When the string "Deserialize" occurs in a line of the records, show that line.

--------

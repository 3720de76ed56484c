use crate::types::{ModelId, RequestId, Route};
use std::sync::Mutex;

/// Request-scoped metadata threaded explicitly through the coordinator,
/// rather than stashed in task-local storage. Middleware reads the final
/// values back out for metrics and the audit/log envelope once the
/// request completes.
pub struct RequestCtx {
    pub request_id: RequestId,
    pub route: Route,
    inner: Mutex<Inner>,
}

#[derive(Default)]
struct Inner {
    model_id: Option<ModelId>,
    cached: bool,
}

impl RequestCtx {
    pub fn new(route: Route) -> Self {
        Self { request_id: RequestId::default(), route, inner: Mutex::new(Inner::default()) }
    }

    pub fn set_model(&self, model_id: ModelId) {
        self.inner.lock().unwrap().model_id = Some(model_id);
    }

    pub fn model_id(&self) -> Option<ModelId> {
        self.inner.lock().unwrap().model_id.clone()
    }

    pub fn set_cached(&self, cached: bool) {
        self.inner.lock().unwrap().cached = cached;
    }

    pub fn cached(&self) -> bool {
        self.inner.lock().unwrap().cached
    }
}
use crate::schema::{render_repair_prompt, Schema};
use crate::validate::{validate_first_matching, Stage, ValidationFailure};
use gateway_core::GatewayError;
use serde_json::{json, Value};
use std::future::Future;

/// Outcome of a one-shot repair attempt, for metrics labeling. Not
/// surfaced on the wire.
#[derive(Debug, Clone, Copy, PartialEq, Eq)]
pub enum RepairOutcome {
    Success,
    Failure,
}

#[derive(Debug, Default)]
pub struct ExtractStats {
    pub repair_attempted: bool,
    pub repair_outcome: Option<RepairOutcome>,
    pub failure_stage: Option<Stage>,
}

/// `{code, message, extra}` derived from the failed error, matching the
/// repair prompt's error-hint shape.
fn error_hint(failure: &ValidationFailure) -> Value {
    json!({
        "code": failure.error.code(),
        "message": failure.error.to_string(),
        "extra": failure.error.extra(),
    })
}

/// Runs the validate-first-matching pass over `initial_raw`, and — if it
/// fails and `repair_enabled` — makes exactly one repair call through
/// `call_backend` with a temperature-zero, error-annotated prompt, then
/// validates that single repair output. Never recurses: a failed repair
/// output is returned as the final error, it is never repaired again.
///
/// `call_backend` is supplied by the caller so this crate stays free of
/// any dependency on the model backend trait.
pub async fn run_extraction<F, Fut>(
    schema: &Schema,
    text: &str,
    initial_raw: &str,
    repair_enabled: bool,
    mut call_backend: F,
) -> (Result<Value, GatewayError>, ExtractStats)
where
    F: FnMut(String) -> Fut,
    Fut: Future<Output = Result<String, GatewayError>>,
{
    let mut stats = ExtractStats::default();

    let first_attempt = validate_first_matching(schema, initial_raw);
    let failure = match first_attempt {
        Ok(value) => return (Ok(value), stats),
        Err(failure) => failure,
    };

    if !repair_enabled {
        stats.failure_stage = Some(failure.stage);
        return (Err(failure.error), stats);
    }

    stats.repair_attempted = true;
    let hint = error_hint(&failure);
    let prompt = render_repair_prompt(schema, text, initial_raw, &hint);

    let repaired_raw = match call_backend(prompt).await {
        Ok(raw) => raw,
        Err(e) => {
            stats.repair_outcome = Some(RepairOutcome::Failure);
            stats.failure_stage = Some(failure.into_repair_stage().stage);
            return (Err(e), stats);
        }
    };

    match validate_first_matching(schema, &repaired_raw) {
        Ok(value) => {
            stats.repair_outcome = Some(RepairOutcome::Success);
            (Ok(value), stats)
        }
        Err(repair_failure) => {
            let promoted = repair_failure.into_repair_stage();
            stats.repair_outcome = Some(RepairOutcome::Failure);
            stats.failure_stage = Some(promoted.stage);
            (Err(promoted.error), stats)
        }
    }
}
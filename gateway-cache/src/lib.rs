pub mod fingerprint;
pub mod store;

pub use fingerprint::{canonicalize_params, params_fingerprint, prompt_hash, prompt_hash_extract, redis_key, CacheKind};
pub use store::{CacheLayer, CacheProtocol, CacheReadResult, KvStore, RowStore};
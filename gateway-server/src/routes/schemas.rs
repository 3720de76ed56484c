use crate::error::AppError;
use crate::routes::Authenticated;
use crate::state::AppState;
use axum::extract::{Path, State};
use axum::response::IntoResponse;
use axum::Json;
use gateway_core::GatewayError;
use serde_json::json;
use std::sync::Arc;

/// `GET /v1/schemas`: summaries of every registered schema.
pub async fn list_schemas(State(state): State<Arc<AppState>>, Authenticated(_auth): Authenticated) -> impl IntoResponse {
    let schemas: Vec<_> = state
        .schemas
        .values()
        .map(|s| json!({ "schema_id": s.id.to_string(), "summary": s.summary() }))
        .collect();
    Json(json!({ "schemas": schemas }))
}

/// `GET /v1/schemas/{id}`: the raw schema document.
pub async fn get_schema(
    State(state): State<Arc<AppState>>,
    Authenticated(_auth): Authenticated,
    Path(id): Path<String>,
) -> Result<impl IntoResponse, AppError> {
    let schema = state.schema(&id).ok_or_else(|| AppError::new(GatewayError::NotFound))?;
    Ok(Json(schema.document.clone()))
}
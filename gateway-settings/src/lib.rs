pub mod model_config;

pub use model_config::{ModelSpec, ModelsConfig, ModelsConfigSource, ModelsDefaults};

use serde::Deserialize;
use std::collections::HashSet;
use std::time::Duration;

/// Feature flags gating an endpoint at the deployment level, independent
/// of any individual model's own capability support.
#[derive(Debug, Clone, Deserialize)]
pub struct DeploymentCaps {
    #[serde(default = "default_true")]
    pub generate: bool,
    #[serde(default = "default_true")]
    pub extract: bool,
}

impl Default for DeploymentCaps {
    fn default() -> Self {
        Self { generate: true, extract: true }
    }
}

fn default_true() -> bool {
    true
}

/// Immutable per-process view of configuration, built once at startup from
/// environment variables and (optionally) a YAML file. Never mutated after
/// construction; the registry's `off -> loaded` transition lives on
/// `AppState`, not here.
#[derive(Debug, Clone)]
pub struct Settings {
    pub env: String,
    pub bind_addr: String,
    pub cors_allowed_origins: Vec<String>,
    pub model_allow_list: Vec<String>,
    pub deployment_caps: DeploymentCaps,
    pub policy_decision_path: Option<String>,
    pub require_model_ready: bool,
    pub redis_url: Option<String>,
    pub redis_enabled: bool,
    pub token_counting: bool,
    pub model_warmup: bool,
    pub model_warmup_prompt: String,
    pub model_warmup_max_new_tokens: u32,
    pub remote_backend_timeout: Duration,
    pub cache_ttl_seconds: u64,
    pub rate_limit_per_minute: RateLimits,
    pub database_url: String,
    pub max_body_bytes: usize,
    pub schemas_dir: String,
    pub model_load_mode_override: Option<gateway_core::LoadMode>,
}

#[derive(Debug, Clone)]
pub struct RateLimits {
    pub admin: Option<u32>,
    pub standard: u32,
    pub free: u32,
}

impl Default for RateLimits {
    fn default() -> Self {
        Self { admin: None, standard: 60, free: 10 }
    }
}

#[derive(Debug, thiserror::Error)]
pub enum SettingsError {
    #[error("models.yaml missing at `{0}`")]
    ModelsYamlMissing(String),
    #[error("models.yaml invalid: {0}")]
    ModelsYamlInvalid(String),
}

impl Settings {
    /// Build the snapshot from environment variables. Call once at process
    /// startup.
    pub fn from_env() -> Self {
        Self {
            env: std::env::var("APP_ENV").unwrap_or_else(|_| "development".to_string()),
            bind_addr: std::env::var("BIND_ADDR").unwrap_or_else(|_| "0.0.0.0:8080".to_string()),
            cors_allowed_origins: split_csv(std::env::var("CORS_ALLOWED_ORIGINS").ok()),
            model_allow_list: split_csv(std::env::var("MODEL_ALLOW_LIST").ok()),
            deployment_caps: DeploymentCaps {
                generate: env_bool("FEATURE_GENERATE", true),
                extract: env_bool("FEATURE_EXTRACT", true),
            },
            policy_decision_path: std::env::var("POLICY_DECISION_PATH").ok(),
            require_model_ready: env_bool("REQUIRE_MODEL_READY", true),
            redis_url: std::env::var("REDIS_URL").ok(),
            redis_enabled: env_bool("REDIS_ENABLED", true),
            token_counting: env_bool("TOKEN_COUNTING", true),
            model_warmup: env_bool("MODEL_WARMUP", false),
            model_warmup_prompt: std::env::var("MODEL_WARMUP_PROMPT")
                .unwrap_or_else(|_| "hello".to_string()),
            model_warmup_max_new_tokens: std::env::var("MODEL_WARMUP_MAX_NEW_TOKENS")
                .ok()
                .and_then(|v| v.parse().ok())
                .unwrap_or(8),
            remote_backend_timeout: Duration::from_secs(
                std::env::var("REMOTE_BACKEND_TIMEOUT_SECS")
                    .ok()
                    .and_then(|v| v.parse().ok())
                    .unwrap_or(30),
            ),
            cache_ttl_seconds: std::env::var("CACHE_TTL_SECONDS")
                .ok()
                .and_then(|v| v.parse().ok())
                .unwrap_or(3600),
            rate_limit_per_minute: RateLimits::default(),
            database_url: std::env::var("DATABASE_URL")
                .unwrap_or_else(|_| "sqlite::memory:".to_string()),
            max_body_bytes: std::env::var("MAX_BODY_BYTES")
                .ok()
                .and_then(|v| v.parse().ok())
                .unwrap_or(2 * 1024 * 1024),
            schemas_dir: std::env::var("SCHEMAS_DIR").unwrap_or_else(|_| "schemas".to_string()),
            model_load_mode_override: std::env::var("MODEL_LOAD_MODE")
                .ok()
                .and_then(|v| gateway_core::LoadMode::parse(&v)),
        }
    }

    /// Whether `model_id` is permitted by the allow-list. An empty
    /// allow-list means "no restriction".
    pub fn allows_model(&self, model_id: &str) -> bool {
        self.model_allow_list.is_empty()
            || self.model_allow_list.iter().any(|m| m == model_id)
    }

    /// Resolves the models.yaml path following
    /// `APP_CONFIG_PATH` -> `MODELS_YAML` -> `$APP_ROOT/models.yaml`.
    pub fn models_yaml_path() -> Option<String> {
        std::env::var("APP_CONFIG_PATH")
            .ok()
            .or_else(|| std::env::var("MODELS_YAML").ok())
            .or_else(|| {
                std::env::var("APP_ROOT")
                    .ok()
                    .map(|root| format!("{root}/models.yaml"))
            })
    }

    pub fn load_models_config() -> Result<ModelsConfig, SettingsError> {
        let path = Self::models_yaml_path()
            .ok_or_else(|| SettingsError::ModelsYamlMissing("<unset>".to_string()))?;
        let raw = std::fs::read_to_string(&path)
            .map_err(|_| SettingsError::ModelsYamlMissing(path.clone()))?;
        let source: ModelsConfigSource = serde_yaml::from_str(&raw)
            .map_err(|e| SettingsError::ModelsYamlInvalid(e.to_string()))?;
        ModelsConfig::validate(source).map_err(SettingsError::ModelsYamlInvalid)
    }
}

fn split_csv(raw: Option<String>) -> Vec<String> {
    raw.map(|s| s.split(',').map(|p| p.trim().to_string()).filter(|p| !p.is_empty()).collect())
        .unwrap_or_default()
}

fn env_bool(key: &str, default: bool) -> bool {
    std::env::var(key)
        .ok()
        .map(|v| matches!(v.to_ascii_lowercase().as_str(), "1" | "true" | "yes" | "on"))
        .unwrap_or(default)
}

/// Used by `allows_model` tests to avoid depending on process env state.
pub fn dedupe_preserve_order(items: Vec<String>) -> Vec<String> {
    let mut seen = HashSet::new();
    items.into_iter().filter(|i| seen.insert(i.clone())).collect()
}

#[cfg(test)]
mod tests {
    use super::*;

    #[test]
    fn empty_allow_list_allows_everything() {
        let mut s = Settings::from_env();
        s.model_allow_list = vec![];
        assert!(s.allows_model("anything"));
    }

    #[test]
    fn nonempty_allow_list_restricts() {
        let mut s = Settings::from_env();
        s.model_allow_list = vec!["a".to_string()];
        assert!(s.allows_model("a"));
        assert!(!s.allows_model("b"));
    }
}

--------

Response
use serde::Deserialize;
#[derive(Debug, Clone, Deserialize)]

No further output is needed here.